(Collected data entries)
####################

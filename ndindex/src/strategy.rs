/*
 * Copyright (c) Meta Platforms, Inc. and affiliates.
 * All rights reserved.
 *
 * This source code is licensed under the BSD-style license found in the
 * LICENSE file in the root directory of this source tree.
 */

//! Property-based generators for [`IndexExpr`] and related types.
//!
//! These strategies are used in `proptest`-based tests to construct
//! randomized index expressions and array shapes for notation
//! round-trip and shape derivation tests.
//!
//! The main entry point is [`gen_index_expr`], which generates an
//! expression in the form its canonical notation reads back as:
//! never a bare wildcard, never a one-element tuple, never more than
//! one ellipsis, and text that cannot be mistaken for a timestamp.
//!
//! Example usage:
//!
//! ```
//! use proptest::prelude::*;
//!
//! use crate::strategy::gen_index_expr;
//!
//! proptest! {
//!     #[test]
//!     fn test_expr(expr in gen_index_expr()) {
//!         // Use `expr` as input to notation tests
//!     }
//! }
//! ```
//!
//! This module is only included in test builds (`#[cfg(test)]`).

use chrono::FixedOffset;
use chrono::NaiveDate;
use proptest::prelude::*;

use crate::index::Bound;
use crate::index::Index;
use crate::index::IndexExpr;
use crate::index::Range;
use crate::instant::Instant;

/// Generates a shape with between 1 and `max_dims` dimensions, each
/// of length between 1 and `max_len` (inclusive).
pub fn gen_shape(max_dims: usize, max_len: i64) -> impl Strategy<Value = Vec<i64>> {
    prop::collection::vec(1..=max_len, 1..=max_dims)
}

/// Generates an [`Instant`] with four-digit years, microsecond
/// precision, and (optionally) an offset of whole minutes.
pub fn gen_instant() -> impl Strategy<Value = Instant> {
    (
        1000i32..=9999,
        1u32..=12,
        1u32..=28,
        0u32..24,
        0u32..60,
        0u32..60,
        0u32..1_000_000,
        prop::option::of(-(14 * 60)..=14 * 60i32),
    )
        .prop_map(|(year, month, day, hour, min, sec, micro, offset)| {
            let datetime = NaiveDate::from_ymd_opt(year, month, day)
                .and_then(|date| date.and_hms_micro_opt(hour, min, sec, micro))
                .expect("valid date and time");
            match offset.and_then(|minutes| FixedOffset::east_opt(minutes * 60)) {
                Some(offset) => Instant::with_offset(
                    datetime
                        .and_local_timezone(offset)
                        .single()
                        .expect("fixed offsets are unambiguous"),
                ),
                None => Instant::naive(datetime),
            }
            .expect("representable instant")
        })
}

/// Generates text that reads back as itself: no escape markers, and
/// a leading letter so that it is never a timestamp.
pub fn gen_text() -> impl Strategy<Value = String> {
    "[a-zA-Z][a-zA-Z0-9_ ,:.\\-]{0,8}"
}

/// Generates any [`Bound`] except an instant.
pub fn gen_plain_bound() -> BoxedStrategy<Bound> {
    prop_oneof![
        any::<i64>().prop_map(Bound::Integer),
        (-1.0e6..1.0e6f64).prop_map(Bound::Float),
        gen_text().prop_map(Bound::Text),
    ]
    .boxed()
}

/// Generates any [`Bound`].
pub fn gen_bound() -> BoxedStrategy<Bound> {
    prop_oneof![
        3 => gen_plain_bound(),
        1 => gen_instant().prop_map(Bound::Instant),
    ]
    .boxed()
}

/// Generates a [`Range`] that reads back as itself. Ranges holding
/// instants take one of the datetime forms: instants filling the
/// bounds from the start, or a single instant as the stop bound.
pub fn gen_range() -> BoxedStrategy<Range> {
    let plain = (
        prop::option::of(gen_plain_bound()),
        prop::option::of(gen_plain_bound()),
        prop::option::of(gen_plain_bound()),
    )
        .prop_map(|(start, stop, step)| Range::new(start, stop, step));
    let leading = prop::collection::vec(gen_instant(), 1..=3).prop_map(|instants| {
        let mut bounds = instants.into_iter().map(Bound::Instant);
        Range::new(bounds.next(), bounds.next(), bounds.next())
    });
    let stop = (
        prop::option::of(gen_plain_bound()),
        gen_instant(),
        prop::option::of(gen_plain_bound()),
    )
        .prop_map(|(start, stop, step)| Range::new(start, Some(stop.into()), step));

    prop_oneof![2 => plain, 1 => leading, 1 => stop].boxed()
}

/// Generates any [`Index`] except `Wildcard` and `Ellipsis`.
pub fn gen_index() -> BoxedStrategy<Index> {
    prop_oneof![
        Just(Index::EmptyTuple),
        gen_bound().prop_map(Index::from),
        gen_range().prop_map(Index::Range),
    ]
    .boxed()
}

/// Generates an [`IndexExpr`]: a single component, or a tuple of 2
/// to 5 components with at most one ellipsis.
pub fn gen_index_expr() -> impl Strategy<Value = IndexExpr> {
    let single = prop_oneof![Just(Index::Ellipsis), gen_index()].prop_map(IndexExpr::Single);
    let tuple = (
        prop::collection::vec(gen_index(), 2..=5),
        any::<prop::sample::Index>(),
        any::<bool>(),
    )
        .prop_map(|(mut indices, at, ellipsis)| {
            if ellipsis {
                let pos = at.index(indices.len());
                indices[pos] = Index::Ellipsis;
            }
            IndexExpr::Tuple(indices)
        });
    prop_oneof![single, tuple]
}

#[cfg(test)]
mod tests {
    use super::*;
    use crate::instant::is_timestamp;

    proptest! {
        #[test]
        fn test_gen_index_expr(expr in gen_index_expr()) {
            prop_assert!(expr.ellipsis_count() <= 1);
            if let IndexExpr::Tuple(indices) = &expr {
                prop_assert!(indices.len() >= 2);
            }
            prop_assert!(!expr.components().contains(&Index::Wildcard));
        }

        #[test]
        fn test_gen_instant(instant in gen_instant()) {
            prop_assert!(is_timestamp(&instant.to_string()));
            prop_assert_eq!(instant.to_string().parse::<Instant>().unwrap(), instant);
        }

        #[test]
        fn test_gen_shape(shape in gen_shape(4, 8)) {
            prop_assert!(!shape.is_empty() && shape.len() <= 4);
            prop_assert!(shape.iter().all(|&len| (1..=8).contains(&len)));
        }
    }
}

####################

(What to produce):
Whenever a line includes the word "crate", pull it out of the entries.

(Task response):
//! use crate::strategy::gen_index_expr;
use crate::index::Bound;
use crate::index::Index;
use crate::index::IndexExpr;
use crate::index::Range;
use crate::instant::Instant;
    use crate::instant::is_timestamp;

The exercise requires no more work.